Porque é tão difícil pedir desculpa?
Depende do que entendemos por pedir desculpa. Um pedido de desculpa genuíno tem elementos reconhecíveis: reconhecimento do erro, assunção de responsabilidade e validação do impacto no outro. Neste caso, o que se observa é uma tentativa de gestão de imagem e, como tal, não é percebida pelo público como um pedido de desculpa, pois não está clara essa intenção.
Que maneiras menos explícitas podemos considerar como pedido de desculpas? Como identificar, por exemplo, através de linguagem não verbal?
Um gesto de afeto depois de um conflito, uma oferta inesperada, uma mudança de comportamento sem palavras, o silêncio carregado de quem não sabe dizer, mas quer reparar. Clinicamente, reconhecemos estas formas como tentativas de reparação implícita. O problema é que, sem palavras, a outra pessoa pode não receber a mensagem. A linguagem não verbal complementa, mas raramente substitui o reconhecimento verbal de um erro. Especialmente quando o impacto foi público.
O que pode levar alguém a adiar um pedido de desculpas?
Várias coisas, muitas vezes em simultâneo. O medo de que a desculpa não seja aceite. A dificuldade em tolerar a vulnerabilidade de se expor. A crença muitas vezes de que admitir o erro é perder valor. E, nalguns casos, a esperança de que o tempo resolva o que as palavras teriam de resolver. O adiamento é quase sempre uma forma de evitamento.
Porque é que é tão difícil pedir desculpas?
Porque pedir desculpa não é só dizer "errei". É confrontar partes de nós que preferíamos não ver. Para quem cresceu em ambientes onde o erro era punido ou criticado, pedir desculpa ativa vergonha, não responsabilidade. A isto soma-se o papel do ego como mecanismo de defesa: o cérebro tende a proteger a nossa identidade, criando justificações, minimizando comportamentos ou invertendo responsabilidades. Não por má vontade, mas porque admitir o erro pode sentir-se como uma ameaça ao valor próprio.
Sendo uma personalidade conhecida, o que pode influenciar o pedido de desculpas?
A exposição pública acrescenta camadas que numa relação privada não existem.
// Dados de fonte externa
impl Driver {
    /// Create a driver from its client factory and poll settings
    pub fn new(clients: Arc<dyn ClientFactory>, poll: PollSettings) -> Self {
        Self { clients, poll }
    }

    /// Create a production driver from process configuration
    pub fn from_config(config: &DriverConfig) -> Self {
        Self::new(
            Arc::new(DefaultClientFactory::new(config.linode_url.clone())),
            config.poll_settings(),
        )
    }

    /// Poll settings this driver waits with
    pub fn poll_settings(&self) -> &PollSettings {
        &self.poll
    }

    fn linode_for(&self, spec: &ClusterSpec) -> Result<Arc<dyn LinodeApi>, Error> {
        self.clients.linode(&spec.access_token)
    }

    /// Options accepted on create
    pub fn create_flags(&self) -> DriverFlags {
        flags::create_flags()
    }

    /// Options accepted on update
    pub fn update_flags(&self) -> DriverFlags {
        flags::update_flags()
    }

    /// Optional operations this driver implements
    pub fn capabilities(&self) -> Capabilities {
        Capabilities::default()
    }

    /// Kubernetes features of provisioned clusters
    pub fn k8s_capabilities(&self, _options: &DriverOptions) -> K8sCapabilities {
        K8sCapabilities::default()
    }

    /// Create a cluster and wait until it has a ready node.
    ///
    /// Options are validated before any client is built.
    #[instrument(skip(self, options, cancel))]
    pub async fn create(
        &self,
        options: &DriverOptions,
        cancel: &CancellationToken,
    ) -> Result<ClusterInfo, Error> {
        let spec = ClusterSpec::from_options(options)?;
        debug!(spec = ?spec, "creating cluster");

        let mut info = ClusterInfo::default();
        let mut state = PersistedState::new(spec);
        state.store(&mut info)?;

        let api = self.linode_for(&state.spec)?;
        let request = create_request(&state.spec);
        let cluster = api.create_cluster(&request).await.map_err(|e| {
            Error::linode(format!("creating cluster {}", state.spec.label), e)
        })?;
        info!(cluster_id = cluster.id, label = %cluster.label, "cluster created");

        state.cluster_id = Some(cluster.id);
        state.store(&mut info)?;

        self.wait_for_ready_node(api.as_ref(), cluster.id, cancel)
            .await?;
        Ok(info)
    }

    /// Converge an existing cluster to new options.
    ///
    /// Returns the updated record; on error the caller's record stays as it
    /// was and a retry re-diffs against the live pools.
    #[instrument(skip_all, fields(cluster_id = %cluster_ref(info)))]
    pub async fn update(
        &self,
        info: &ClusterInfo,
        options: &DriverOptions,
        cancel: &CancellationToken,
    ) -> Result<ClusterInfo, Error> {
        let desired = ClusterSpec::from_options(options)?;
        let mut state = PersistedState::load(info)?;
        let cluster_id = state.require_cluster_id("update")?;

        if !desired.access_token.is_empty() {
            state.spec.access_token = desired.access_token.clone();
        }
        let api = self.linode_for(&state.spec)?;

        let plan = plan_cluster_update(&state.spec, &desired);
        if plan.is_empty() {
            debug!("cluster properties unchanged");
        } else {
            info!(
                label = plan.label.is_some(),
                tags = plan.tags.is_some(),
                high_availability = plan.control_plane.is_some(),
                "updating cluster properties"
            );
            api.update_cluster(cluster_id, &plan)
                .await
                .map_err(|e| Error::linode(format!("updating cluster {}", cluster_id), e))?;
            apply_cluster_update(&mut state.spec, &plan);
        }

        let observed = reconcile_node_pools(
            api.as_ref(),
            cluster_id,
            &desired.node_pools,
            &self.poll.pool_ready(),
            cancel,
        )
        .await?;
        state.spec.node_pools = observed;

        let mut updated = info.clone();
        state.store(&mut updated)?;
        Ok(updated)
    }

    /// Fill in connection details and bootstrap the service-account token.
    ///
    /// The kubeconfig is fetched once and cached in the record; the token
    /// bootstrap only runs while no token is cached.
    #[instrument(skip_all, fields(cluster_id = %cluster_ref(info)))]
    pub async fn post_check(
        &self,
        info: &ClusterInfo,
        cancel: &CancellationToken,
    ) -> Result<ClusterInfo, Error> {
        let mut state = PersistedState::load(info)?;

        let kubeconfig = match state.kubeconfig.clone() {
            Some(cached) => cached,
            None => {
                let cluster_id = state.require_cluster_id("post_check")?;
                let api = self.linode_for(&state.spec)?;
                self.wait_for_ready_node(api.as_ref(), cluster_id, cancel)
                    .await?;
                api.get_kubeconfig(cluster_id)
                    .await
                    .map_err(|e| {
                        Error::linode(format!("getting kubeconfig of cluster {}", cluster_id), e)
                    })?
                    .kubeconfig
            }
        };
        let raw = decode_kubeconfig(&kubeconfig)?;

        let mut updated = info.clone();
        apply_connection_details(&mut updated, &raw)?;
        updated.version = state.spec.kubernetes_version.clone();
        updated.node_count = i64::try_from(state.spec.node_count()).unwrap_or(i64::MAX);

        state.kubeconfig = Some(kubeconfig);
        state.store(&mut updated)?;

        if updated.service_account_token.is_empty() {
            let cluster = self.clients.workload(&raw).await?;
            updated.service_account_token =
                generate_service_account_token(cluster.as_ref(), &self.poll, cancel).await?;
        } else {
            debug!("service account token already cached");
        }

        Ok(updated)
    }

    /// Delete the cluster and wait for it to wind down
    #[instrument(skip_all, fields(cluster_id = %cluster_ref(info)))]
    pub async fn remove(&self, info: &ClusterInfo, cancel: &CancellationToken) -> Result<(), Error> {
        let state = PersistedState::load(info)?;
        let Some(cluster_id) = state.cluster_id else {
            warn!(name = %state.spec.name, "no cluster id recorded, nothing to remove");
            return Ok(());
        };
        debug!(name = %state.spec.name, region = %state.spec.region, "removing cluster");

        let api = self.linode_for(&state.spec)?;
        match api.delete_cluster(cluster_id).await {
            Ok(()) => {}
            Err(e) if e.is_not_found() => {
                info!("cluster already deleted");
                return Ok(());
            }
            Err(e) => {
                return Err(Error::linode(format!("deleting cluster {}", cluster_id), e));
            }
        }

        let api = api.as_ref();
        poll_until(
            &self.poll.cluster_removal(),
            cancel,
            &format!("cluster {} to be removed", cluster_id),
            move || async move {
                match api.get_cluster(cluster_id).await {
                    Ok(cluster) => Ok(cluster.status == CLUSTER_STATUS_NOT_READY),
                    Err(e) if e.is_not_found() => Ok(true),
                    Err(e) => Err(Error::linode(format!("getting cluster {}", cluster_id), e)),
                }
            },
        )
        .await?;
        info!("cluster removed");
        Ok(())
    }

    /// Total requested node count over all remote pools
    #[instrument(skip_all, fields(cluster_id = %cluster_ref(info)))]
    pub async fn get_cluster_size(&self, info: &ClusterInfo) -> Result<NodeCount, Error> {
        let state = PersistedState::load(info)?;
        let cluster_id = state.require_cluster_id("get_cluster_size")?;
        let api = self.linode_for(&state.spec)?;

        let pools = list_node_pools(api.as_ref(), cluster_id).await?;
        let count = pools.iter().map(|p| i64::from(p.count)).sum();
        Ok(NodeCount { count })
    }

    /// Resize the first node pool to `count` nodes
    ///
    /// Waits for the pool to become ready only when it grows.
    #[instrument(skip_all, fields(cluster_id = %cluster_ref(info), count = count.count))]
    pub async fn set_cluster_size(
        &self,
        info: &ClusterInfo,
        count: &NodeCount,
        cancel: &CancellationToken,
    ) -> Result<(), Error> {
        if count.count <= 0 {
            return Err(Error::validation(format!(
                "at least 1 node required, got {}",
                count.count
            )));
        }
        let target = u32::try_from(count.count)
            .map_err(|_| Error::validation(format!("node count {} is too large", count.count)))?;

        let state = PersistedState::load(info)?;
        let cluster_id = state.require_cluster_id("set_cluster_size")?;
        let api = self.linode_for(&state.spec)?;

        let pools = list_node_pools(api.as_ref(), cluster_id).await?;
        let pool = pools.first().ok_or_else(|| {
            Error::internal_with_context(
                "set_cluster_size",
                format!("cluster {} has no node pools", cluster_id),
            )
        })?;

        info!(pool_id = pool.id, from = pool.count, to = target, "updating cluster size");
        api.update_node_pool(cluster_id, pool.id, &NodePoolUpdateOptions { count: target })
            .await
            .map_err(|e| {
                Error::linode(
                    format!("resizing node pool {} of cluster {}", pool.id, cluster_id),
                    e,
                )
            })?;

        if target > pool.count {
            wait_until_pool_ready(
                api.as_ref(),
                cluster_id,
                pool.id,
                &self.poll.pool_ready(),
                cancel,
            )
            .await?;
        }
        info!("cluster size updated");
        Ok(())
    }

    /// Kubernetes version reported by the API
    #[instrument(skip_all, fields(cluster_id = %cluster_ref(info)))]
    pub async fn get_version(&self, info: &ClusterInfo) -> Result<KubernetesVersion, Error> {
        let state = PersistedState::load(info)?;
        let cluster_id = state.require_cluster_id("get_version")?;
        let api = self.linode_for(&state.spec)?;

        let cluster = api
            .get_cluster(cluster_id)
            .await
            .map_err(|e| Error::linode(format!("getting cluster {}", cluster_id), e))?;
        Ok(KubernetesVersion {
            version: cluster.k8s_version,
        })
    }

    /// Accepted and ignored; upgrades are driven from the Linode side
    pub async fn set_version(
        &self,
        _info: &ClusterInfo,
        version: &KubernetesVersion,
    ) -> Result<(), Error> {
        debug!(version = %version.version, "ignoring version change request");
        Ok(())
    }

    /// Not supported
    pub async fn etcd_save(
        &self,
        _info: &ClusterInfo,
        _options: &DriverOptions,
        _snapshot_name: &str,
    ) -> Result<(), Error> {
        Err(Error::not_supported("ETCD snapshot save"))
    }

    /// Not supported
    pub async fn etcd_restore(
        &self,
        _info: &ClusterInfo,
        _options: &DriverOptions,
        _snapshot_name: &str,
    ) -> Result<ClusterInfo, Error> {
        Err(Error::not_supported("ETCD snapshot restore"))
    }

    /// Not supported
    pub async fn etcd_remove_snapshot(
        &self,
        _info: &ClusterInfo,
        _options: &DriverOptions,
        _snapshot_name: &str,
    ) -> Result<(), Error> {
        Err(Error::not_supported("ETCD snapshot removal"))
    }

    /// Nothing to clean up: this driver never created a legacy account
    pub async fn remove_legacy_service_account(&self, _info: &ClusterInfo) -> Result<(), Error> {
        Ok(())
    }

    async fn wait_for_ready_node(
        &self,
        api: &dyn LinodeApi,
        cluster_id: u64,
        cancel: &CancellationToken,
    ) -> Result<(), Error> {
        let clients = self.clients.as_ref();
        poll_until(
            &self.poll.cluster_ready(),
            cancel,
            &format!("cluster {} to have a ready node", cluster_id),
            move || async move { cluster_has_ready_node(clients, api, cluster_id).await },
        )
        .await
    }
}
Há a imagem a proteger, os contratos, a audiência, a narrativa mediática. Pedir desculpa publicamente implica aceitar que o erro também foi público, e isso é mais difícil de tolerar para quem construiu uma identidade em torno de uma imagem de sucesso e autoridade. Paradoxalmente, é precisamente esta exposição que torna o pedido de desculpa genuíno tão poderoso quando acontece e tão evidente a sua ausência quando não acontece.
O que significa um pedido de desculpas?
Um pedido de desculpa genuíno é um ato de responsabilidade. Significa reconhecer que o nosso comportamento teve impacto no outro, independentemente da intenção. Significa colocar a relação acima da necessidade de ter razão. E, num nível mais profundo, significa ter maturidade suficiente para olhar para os próprios erros sem se deixar destruir por eles.
Quando é que são considerados pedidos de desculpa genuínos? E quando é que não são?
Um pedido de desculpa genuíno tem elementos reconhecíveis: reconhecimento claro do erro, aceitação de responsabilidade sem "mas", validação do impacto no outro e intenção real de mudança. Quando algum destes elementos falta, torna-se difícil percecionar como sendo um pedido de desculpa, especialmente quando o foco se mantém em justificar em vez de reconhecer. A diferença mais simples? Um pedido de desculpa genuíno centra-se no outro. O “falso” centra-se em quem pede.